ASSIGNMENT: Below are records; count the lines among them that include the string "again", and state only the number.

Segment Start: RAW DATA

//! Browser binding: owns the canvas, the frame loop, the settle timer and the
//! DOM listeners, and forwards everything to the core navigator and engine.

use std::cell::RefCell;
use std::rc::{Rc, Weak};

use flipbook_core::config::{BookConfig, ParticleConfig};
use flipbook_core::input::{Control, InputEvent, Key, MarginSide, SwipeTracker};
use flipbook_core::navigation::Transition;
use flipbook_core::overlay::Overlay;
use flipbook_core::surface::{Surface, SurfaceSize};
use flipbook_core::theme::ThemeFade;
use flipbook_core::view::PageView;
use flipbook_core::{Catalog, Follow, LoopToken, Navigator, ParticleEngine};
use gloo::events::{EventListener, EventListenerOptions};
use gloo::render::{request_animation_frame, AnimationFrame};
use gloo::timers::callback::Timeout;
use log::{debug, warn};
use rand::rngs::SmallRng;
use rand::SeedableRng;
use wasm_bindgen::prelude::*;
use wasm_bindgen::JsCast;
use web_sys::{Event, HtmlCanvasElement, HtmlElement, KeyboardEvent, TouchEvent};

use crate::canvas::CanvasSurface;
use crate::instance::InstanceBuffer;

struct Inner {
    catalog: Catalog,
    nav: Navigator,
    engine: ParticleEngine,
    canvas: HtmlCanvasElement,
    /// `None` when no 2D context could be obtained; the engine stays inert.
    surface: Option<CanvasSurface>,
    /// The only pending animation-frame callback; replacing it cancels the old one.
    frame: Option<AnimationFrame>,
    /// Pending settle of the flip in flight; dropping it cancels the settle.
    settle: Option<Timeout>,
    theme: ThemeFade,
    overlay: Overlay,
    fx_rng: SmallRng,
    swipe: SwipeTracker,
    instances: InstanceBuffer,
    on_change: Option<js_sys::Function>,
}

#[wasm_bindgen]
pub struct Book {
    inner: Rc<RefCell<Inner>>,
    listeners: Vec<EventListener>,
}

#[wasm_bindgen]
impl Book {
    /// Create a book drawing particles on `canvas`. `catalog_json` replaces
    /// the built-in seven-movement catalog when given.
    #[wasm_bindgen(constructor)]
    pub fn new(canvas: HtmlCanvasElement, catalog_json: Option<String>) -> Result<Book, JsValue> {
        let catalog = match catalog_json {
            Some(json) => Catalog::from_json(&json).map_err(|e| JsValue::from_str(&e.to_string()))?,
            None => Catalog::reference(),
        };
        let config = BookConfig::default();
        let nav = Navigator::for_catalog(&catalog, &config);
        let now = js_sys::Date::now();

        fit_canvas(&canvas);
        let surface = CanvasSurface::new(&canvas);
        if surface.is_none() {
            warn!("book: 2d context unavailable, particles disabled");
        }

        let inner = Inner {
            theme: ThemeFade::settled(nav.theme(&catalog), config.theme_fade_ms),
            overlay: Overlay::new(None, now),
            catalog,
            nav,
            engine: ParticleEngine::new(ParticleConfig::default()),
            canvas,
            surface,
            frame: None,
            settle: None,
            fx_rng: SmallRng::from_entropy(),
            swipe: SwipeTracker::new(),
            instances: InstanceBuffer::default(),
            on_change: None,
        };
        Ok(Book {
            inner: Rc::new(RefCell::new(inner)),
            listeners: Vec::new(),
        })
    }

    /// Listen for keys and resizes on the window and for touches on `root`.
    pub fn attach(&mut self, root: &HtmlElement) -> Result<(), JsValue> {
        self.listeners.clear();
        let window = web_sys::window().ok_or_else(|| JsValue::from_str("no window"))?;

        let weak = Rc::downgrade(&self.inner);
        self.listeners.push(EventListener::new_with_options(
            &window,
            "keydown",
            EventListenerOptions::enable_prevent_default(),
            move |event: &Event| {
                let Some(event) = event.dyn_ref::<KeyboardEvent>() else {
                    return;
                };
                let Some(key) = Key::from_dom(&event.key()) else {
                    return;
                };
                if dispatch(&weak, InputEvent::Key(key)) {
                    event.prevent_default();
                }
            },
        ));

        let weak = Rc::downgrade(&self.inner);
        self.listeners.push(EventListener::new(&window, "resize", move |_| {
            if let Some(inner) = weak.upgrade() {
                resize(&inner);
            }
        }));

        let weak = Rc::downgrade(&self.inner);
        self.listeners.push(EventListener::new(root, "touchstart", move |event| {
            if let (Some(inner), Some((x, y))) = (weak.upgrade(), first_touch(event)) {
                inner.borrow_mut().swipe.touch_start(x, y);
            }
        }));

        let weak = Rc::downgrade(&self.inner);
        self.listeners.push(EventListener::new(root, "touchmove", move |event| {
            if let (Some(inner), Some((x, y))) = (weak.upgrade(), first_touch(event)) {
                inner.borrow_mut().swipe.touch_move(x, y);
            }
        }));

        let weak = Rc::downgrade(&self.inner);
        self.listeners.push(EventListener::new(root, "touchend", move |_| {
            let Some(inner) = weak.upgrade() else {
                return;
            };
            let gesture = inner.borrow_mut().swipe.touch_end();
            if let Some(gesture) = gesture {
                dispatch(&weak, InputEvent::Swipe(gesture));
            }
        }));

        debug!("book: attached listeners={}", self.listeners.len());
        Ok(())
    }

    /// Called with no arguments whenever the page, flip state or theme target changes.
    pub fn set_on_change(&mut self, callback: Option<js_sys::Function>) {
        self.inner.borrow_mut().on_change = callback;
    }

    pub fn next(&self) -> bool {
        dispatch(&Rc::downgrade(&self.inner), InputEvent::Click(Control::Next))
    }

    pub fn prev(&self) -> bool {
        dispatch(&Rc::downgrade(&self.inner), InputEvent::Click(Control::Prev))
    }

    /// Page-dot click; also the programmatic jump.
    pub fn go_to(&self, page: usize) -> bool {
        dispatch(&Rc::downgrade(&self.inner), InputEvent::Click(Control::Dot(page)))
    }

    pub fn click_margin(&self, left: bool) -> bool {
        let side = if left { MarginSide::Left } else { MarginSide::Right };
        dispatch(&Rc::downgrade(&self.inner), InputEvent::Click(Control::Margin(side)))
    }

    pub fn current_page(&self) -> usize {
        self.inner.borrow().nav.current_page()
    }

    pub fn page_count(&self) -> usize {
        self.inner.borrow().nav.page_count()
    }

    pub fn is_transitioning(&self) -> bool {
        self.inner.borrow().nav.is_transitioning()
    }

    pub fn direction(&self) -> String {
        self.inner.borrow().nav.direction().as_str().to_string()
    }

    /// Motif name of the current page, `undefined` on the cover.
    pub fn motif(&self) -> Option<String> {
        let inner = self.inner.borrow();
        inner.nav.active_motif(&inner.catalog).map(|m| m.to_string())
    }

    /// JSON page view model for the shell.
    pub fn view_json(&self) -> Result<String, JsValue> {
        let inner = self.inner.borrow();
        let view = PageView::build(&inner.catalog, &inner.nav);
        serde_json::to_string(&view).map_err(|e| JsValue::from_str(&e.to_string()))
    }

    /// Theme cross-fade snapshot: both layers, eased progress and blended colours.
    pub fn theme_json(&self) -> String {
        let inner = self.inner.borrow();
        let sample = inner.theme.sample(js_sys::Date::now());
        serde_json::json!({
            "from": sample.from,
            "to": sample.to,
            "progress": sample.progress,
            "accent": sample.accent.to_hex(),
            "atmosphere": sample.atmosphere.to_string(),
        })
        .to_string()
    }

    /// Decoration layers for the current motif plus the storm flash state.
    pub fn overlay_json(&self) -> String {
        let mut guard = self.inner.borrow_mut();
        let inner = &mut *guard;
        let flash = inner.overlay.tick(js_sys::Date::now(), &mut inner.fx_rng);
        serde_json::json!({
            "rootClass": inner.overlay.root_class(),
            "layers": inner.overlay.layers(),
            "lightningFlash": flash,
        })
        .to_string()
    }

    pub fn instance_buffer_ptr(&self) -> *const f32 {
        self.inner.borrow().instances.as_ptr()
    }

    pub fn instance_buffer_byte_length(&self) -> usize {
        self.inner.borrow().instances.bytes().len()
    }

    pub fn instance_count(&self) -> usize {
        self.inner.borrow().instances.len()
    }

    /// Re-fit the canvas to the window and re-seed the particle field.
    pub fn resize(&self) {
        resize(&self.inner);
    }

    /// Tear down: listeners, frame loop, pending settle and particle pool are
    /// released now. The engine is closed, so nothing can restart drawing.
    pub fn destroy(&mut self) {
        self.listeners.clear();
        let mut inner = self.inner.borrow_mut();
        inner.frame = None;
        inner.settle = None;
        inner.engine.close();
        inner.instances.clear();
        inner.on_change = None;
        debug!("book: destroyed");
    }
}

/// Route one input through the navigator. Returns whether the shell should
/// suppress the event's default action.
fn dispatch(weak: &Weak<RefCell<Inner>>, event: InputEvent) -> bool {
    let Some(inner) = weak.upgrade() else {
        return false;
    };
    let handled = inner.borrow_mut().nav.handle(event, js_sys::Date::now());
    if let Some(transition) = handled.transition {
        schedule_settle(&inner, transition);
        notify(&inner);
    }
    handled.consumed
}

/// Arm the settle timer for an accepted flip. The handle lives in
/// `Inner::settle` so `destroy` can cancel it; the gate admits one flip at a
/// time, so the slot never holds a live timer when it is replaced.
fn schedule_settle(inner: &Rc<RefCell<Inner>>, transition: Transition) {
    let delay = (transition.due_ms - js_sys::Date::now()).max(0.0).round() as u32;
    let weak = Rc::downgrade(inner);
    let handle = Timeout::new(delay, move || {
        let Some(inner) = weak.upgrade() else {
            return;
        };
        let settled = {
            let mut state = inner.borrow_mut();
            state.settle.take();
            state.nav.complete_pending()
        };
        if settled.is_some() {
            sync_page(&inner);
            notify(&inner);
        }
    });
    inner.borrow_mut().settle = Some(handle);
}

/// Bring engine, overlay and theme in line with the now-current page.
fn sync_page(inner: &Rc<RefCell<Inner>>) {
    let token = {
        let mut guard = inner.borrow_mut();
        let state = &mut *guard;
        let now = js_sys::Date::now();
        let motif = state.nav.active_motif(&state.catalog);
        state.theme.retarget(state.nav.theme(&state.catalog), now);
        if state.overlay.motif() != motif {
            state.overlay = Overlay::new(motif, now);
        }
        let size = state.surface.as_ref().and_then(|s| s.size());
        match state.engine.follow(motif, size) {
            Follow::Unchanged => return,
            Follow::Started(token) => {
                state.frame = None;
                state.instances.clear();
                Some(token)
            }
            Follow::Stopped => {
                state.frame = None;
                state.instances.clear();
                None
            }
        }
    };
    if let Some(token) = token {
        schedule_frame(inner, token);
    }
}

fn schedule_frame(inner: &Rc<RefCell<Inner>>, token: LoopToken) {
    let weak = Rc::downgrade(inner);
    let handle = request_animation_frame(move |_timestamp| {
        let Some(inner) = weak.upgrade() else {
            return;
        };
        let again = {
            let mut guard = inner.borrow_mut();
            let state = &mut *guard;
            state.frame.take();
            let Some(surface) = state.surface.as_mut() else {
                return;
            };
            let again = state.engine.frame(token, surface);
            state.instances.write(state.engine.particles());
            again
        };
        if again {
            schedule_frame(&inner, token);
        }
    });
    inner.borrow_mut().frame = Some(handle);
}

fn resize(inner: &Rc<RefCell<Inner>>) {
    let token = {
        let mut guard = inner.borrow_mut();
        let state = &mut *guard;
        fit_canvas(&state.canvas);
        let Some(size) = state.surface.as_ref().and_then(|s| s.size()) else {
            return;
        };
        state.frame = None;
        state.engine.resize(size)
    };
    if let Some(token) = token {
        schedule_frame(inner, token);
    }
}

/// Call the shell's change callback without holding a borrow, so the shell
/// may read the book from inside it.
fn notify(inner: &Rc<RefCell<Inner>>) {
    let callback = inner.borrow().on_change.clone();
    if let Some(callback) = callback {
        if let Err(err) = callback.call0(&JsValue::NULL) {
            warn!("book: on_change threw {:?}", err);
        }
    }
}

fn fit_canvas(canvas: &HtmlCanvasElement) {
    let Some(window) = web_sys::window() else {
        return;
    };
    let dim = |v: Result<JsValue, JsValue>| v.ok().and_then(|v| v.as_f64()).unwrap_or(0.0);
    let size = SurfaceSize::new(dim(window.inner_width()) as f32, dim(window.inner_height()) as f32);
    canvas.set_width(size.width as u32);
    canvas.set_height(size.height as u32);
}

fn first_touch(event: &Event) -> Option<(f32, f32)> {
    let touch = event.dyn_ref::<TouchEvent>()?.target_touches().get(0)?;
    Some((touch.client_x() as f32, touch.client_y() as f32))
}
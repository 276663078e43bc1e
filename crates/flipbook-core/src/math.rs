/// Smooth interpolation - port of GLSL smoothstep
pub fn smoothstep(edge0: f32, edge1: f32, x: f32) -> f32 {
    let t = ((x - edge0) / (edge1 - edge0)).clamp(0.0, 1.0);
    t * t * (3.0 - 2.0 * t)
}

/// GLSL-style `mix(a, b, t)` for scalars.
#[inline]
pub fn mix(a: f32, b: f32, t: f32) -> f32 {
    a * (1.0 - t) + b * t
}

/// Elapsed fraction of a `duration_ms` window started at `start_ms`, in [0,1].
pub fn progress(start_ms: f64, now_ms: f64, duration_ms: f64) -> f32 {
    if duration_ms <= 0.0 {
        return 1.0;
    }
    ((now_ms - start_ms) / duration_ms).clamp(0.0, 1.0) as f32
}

Segment End: RAW DATA

TASK RESULT: 4